I am ingesting firewall logs through logstash via tcp input and am dealing with an issue. Event logs (e.g. vpn) and UTM arrive normally, but when I enable traffic logs (which jumps from 20 eps to 3k eps) logstash automatically increases cpu consumption to 100% and from time to time it ends up losing the connection to the source and discards some logs. So far, all pipelines (3 in total) are running with memory queue and normally, but it is only after enabling the sending of traffic logs that the problems begin.
Today there is a machine dedicated to logstash (8vCPU, 600GB Disk, 32GB Memory). The logstash settings are the installation defaults (with the exception of the JVM, which I increased to 8GB. I have some questions:
If I enable persistent queue, will I be able to remedy this problem? If so, is there a way to enable it only for specific pipelines instead of all?

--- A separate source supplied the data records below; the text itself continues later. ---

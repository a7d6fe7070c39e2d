//! Two-party distributed point function.
//!
//! A GGM tree with one control bit per node and early termination: each leaf expands into
//! a group of `group_size` blocks, so a tree with `depth - 1` levels below the root covers
//! `group_size * 2^(depth - 1)` blocks. Expanding both keys and XORing the results gives a
//! vector that is `beta` at `alpha` and zero everywhere else.
//!
//! The tree PRG is the fixed-key TCCR hash. Its tweaks carry the domain separator in the high
//! word and the child index in the low word: `0` and `1` for the tree children, `2..2 + g` for
//! the leaf group.

use rand::{CryptoRng, Rng};
use serde::{Deserialize, Serialize};
use silent_core::{aes::FIXED_KEY_AES, Block};

use crate::Error;

/// One party's DPF key.
///
/// Deserialized keys are checked for a consistent shape, see [`DpfKey::validate`].
#[derive(Clone, Serialize, Deserialize)]
#[serde(try_from = "RawDpfKey")]
pub struct DpfKey {
    domain: u64,
    group_size: usize,
    root: Block,
    party: bool,
    seed_cws: Vec<Block>,
    bit_cws: Vec<[bool; 2]>,
    group_cw: Vec<Block>,
}

opaque_debug::implement!(DpfKey);

#[derive(Deserialize)]
struct RawDpfKey {
    domain: u64,
    group_size: usize,
    root: Block,
    party: bool,
    seed_cws: Vec<Block>,
    bit_cws: Vec<[bool; 2]>,
    group_cw: Vec<Block>,
}

impl TryFrom<RawDpfKey> for DpfKey {
    type Error = Error;

    fn try_from(raw: RawDpfKey) -> Result<Self, Self::Error> {
        let key = DpfKey {
            domain: raw.domain,
            group_size: raw.group_size,
            root: raw.root,
            party: raw.party,
            seed_cws: raw.seed_cws,
            bit_cws: raw.bit_cws,
            group_cw: raw.group_cw,
        };
        key.validate()?;
        Ok(key)
    }
}

/// Returns the number of blocks in a domain of `levels` tree levels, or `None` on overflow.
fn domain_size(levels: usize, group_size: usize) -> Option<usize> {
    u32::try_from(levels)
        .ok()
        .and_then(|levels| 1usize.checked_shl(levels))
        .and_then(|leaves| leaves.checked_mul(group_size))
}

#[inline]
fn tweak(domain: u64, index: u64) -> Block {
    Block::from_words([index, domain])
}

/// Expands `seed` into child `bit`, returning the child seed with its control bit split off.
#[inline]
fn child(domain: u64, seed: Block, bit: bool) -> (Block, bool) {
    let s = FIXED_KEY_AES.tccr(tweak(domain, u64::from(bit)), seed);
    (s.clear_lsb(), s.lsb())
}

fn group_tweaks(domain: u64, group_size: usize) -> Vec<Block> {
    (0..group_size as u64)
        .map(|j| tweak(domain, 2 + j))
        .collect()
}

/// Generates a pair of DPF keys for the point function `beta * e_alpha`.
///
/// # Arguments
///
/// * `alpha` - The point, in `[0, group_size * 2^(depth - 1))`.
/// * `beta` - The value at the point.
/// * `domain` - The domain separator, distinct for every key pair sharing a hash.
/// * `depth` - The tree depth, counting the root.
/// * `group_size` - The number of blocks in a leaf group.
/// * `rng` - The source of the root seeds.
pub fn key_gen<R: Rng + CryptoRng + ?Sized>(
    alpha: usize,
    beta: Block,
    domain: u64,
    depth: usize,
    group_size: usize,
    rng: &mut R,
) -> Result<(DpfKey, DpfKey), Error> {
    if depth == 0 || group_size == 0 {
        return Err(Error::parameter(format!(
            "DPF depth and group size must be non-zero, got {depth} and {group_size}"
        )));
    }

    let levels = depth - 1;
    let size = domain_size(levels, group_size)
        .ok_or_else(|| Error::parameter(format!("DPF domain of depth {depth} overflows")))?;

    if alpha >= size {
        return Err(Error::parameter(format!(
            "DPF point {alpha} is outside of the domain [0, {size})"
        )));
    }

    let leaf = alpha / group_size;
    let offset = alpha % group_size;

    let root0 = rng.gen::<Block>().clear_lsb();
    let root1 = rng.gen::<Block>().clear_lsb();

    let (mut s0, mut t0) = (root0, false);
    let (mut s1, mut t1) = (root1, true);

    let mut seed_cws = Vec::with_capacity(levels);
    let mut bit_cws = Vec::with_capacity(levels);

    for level in 0..levels {
        let keep = (leaf >> (levels - 1 - level)) & 1 == 1;

        let c0 = [child(domain, s0, false), child(domain, s0, true)];
        let c1 = [child(domain, s1, false), child(domain, s1, true)];

        let lose = usize::from(!keep);
        let seed_cw = c0[lose].0 ^ c1[lose].0;
        let bit_cw = [
            c0[0].1 ^ c1[0].1 ^ keep ^ true,
            c0[1].1 ^ c1[1].1 ^ keep,
        ];

        let keep = usize::from(keep);
        let (ks0, kt0) = c0[keep];
        let (ks1, kt1) = c1[keep];

        s0 = if t0 { ks0 ^ seed_cw } else { ks0 };
        s1 = if t1 { ks1 ^ seed_cw } else { ks1 };
        t0 = kt0 ^ (t0 & bit_cw[keep]);
        t1 = kt1 ^ (t1 & bit_cw[keep]);

        seed_cws.push(seed_cw);
        bit_cws.push(bit_cw);
    }

    let tweaks = group_tweaks(domain, group_size);
    let mut g0 = vec![Block::ZERO; group_size];
    let mut g1 = vec![Block::ZERO; group_size];
    FIXED_KEY_AES.tccr_many(&tweaks, s0, &mut g0);
    FIXED_KEY_AES.tccr_many(&tweaks, s1, &mut g1);

    let mut group_cw: Vec<Block> = g0.iter().zip(&g1).map(|(&a, &b)| a ^ b).collect();
    group_cw[offset] ^= beta;

    let key = |root, party| DpfKey {
        domain,
        group_size,
        root,
        party,
        seed_cws: seed_cws.clone(),
        bit_cws: bit_cws.clone(),
        group_cw: group_cw.clone(),
    };

    Ok((key(root0, false), key(root1, true)))
}

impl DpfKey {
    /// Checks that the correction words agree with each other and that the domain fits in
    /// `usize`.
    ///
    /// # Errors
    ///
    /// Returns [`Error::Parameter`] if the key is malformed.
    pub fn validate(&self) -> Result<(), Error> {
        let levels = self.seed_cws.len();

        if self.group_size == 0 || self.group_cw.len() != self.group_size {
            return Err(Error::parameter(format!(
                "DPF key has group size {} and {} group correction words",
                self.group_size,
                self.group_cw.len()
            )));
        }

        if self.bit_cws.len() != levels {
            return Err(Error::parameter(format!(
                "DPF key has {levels} seed correction words and {} bit correction words",
                self.bit_cws.len()
            )));
        }

        if domain_size(levels, self.group_size).is_none() {
            return Err(Error::parameter(format!(
                "DPF key domain of {levels} levels overflows"
            )));
        }

        Ok(())
    }

    /// Returns the tree depth, counting the root.
    pub fn depth(&self) -> usize {
        self.seed_cws.len() + 1
    }

    /// Returns the domain separator.
    pub fn domain(&self) -> u64 {
        self.domain
    }

    /// Returns the number of blocks in a leaf group.
    pub fn group_size(&self) -> usize {
        self.group_size
    }

    /// Returns the number of leaves, or zero if the key is malformed.
    pub fn leaves(&self) -> usize {
        domain_size(self.seed_cws.len(), 1).unwrap_or(0)
    }

    /// Returns the number of blocks in the domain, or zero if the key is malformed.
    pub fn domain_size(&self) -> usize {
        domain_size(self.seed_cws.len(), self.group_size).unwrap_or(0)
    }

    #[inline]
    fn corrected_child(&self, level: usize, (seed, t): (Block, bool), bit: bool) -> (Block, bool) {
        let (s, tb) = child(self.domain, seed, bit);
        if t {
            (s ^ self.seed_cws[level], tb ^ self.bit_cws[level][usize::from(bit)])
        } else {
            (s, tb)
        }
    }

    #[inline]
    fn convert(&self, (seed, t): (Block, bool), tweaks: &[Block], out: &mut [Block]) {
        FIXED_KEY_AES.tccr_many(tweaks, seed, out);
        if t {
            out.iter_mut()
                .zip(&self.group_cw)
                .for_each(|(o, &cw)| *o ^= cw);
        }
    }

    /// Evaluates the group of leaf `leaf`.
    ///
    /// # Errors
    ///
    /// Returns [`Error::Parameter`] if the key is malformed or `leaf` is out of range.
    pub fn eval_group(&self, leaf: usize) -> Result<Vec<Block>, Error> {
        self.validate()?;
        if leaf >= self.leaves() {
            return Err(Error::parameter(format!(
                "leaf {leaf} is outside of a tree with {} leaves",
                self.leaves()
            )));
        }

        let levels = self.seed_cws.len();
        let node = (0..levels).fold((self.root, self.party), |node, level| {
            let bit = (leaf >> (levels - 1 - level)) & 1 == 1;
            self.corrected_child(level, node, bit)
        });

        let mut out = vec![Block::ZERO; self.group_size];
        self.convert(node, &group_tweaks(self.domain, self.group_size), &mut out);

        Ok(out)
    }

    /// Expands the whole domain.
    pub fn eval_full(&self) -> Vec<Block> {
        let mut eval = self.clone().into_eval();
        let mut out = vec![Block::ZERO; self.domain_size()];
        for group in out.chunks_exact_mut(self.group_size) {
            eval.next_into(group);
        }
        out
    }

    /// Returns a lazy evaluator over the leaf groups, in leaf order.
    pub fn into_eval(self) -> DpfEval {
        let levels = self.seed_cws.len();
        DpfEval {
            tweaks: group_tweaks(self.domain, self.group_size),
            path: vec![(self.root, self.party); levels + 1],
            next: 0,
            key: self,
        }
    }
}

#[cfg(test)]
impl DpfKey {
    pub(crate) fn correction_words_mut(&mut self) -> (&mut Vec<Block>, &mut Vec<[bool; 2]>) {
        (&mut self.seed_cws, &mut self.bit_cws)
    }
}

/// Lazy evaluation of a [`DpfKey`], one leaf group at a time.
///
/// Keeps the path from the root to the last evaluated leaf, so moving to the next leaf only
/// recomputes the nodes below the lowest common ancestor.
pub struct DpfEval {
    key: DpfKey,
    tweaks: Vec<Block>,
    // path[i] is the node after i levels.
    path: Vec<(Block, bool)>,
    next: usize,
}

opaque_debug::implement!(DpfEval);

impl DpfEval {
    /// Returns the number of groups left.
    pub fn remaining(&self) -> usize {
        self.key.leaves() - self.next
    }

    /// Writes the next leaf group into `out`, returning `false` once the tree is exhausted.
    ///
    /// `out` must hold [`DpfKey::group_size`] blocks.
    pub fn next_into(&mut self, out: &mut [Block]) -> bool {
        let leaf = self.next;
        if leaf >= self.key.leaves() {
            return false;
        }

        let levels = self.key.seed_cws.len();
        let from = if leaf == 0 {
            0
        } else {
            levels - 1 - leaf.trailing_zeros() as usize
        };

        for level in from..levels {
            let bit = (leaf >> (levels - 1 - level)) & 1 == 1;
            self.path[level + 1] = self.key.corrected_child(level, self.path[level], bit);
        }

        self.key.convert(self.path[levels], &self.tweaks, out);
        self.next += 1;

        true
    }
}

impl Iterator for DpfEval {
    type Item = Vec<Block>;

    fn next(&mut self) -> Option<Self::Item> {
        let mut out = vec![Block::ZERO; self.key.group_size];
        self.next_into(&mut out).then_some(out)
    }

    fn size_hint(&self) -> (usize, Option<usize>) {
        (self.remaining(), Some(self.remaining()))
    }
}

impl ExactSizeIterator for DpfEval {}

Logstash CPU issues are in most cases related to filter configurations or an excess amount of errors in the output.
For example if you have a grok filter that has multiple patterns and it fails for the majority of them or if you are receiving a lot of 400 errors from your Elasticsearch endpoint, both things can lead to an increase in the CPU usage by Logstash.
Since you said that this happens when you enable traffic logs on your firewall, I'm assuming that you have an exclusive pipeline to receive your firewall logs, can you share your complete logstash configuration? Also, can you share your pipelines.yml file?

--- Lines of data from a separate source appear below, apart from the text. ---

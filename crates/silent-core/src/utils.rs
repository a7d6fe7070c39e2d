//! Miscellaneous helpers.

use crate::Block;

/// Computes the blake3 hash of `data`.
#[inline]
pub fn blake3(data: &[u8]) -> [u8; 32] {
    *blake3::hash(data).as_bytes()
}

/// Expands a block into a 32-byte key for keyed blake3.
#[inline]
pub fn derive_key(block: Block) -> [u8; 32] {
    blake3(block.as_bytes())
}

#[cfg(test)]
mod tests {
    use super::*;

    #[test]
    fn test_derive_key_separates_blocks() {
        assert_eq!(derive_key(Block::ONE), blake3(Block::ONE.as_bytes()));
        assert_ne!(derive_key(Block::ZERO), derive_key(Block::ONE));
    }
}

I doubt, persistent queues are used for resilience, it can sometimes also increase the CPU usage because it will need more I/O to write and read from disk.
Yes, you can configure PQ per pipeline.
Depends on the use case, there are some things that you can improve in Logstash before, but sometimes a Kafka cluster is needed, I would not use Redis in this case.
I enrich the IP data with Ruby, helping to identify the organization's origin/destination based on subnets (around 3,000), in addition to enriching it with GeoIP data (internal IPs are also being manipulated in Ruby)
I used Ruby because it seemed to me a simpler option to work with an extensive dictionary (more than 3,000 subnets) and multiple enrichments without needing several filters, but I'm open to suggestions.
You cannot do it directly with a translate filter. I would start by moving the JSON parsing to the init option of the ruby filter (making sure the scope of the parsed data is right).
You are going to have to do a lot of .include? calls in any case. That is going to be expensive. If you can build a custom MMDB database then you do it in a geoip filter, which will do caching and check recently seen subnets first. This is a major optimization because there are often many entries for the same IP in a short section of log.
If you can use the custom DB to tag a subnet id to the event then you could use a translate filter to enrich additional fields based on that id.
Thanks for the suggestions. I have some doubts: In the case of Ruby, I preferred to use subnets because creating a dictionary with all the IPs present would be very costly.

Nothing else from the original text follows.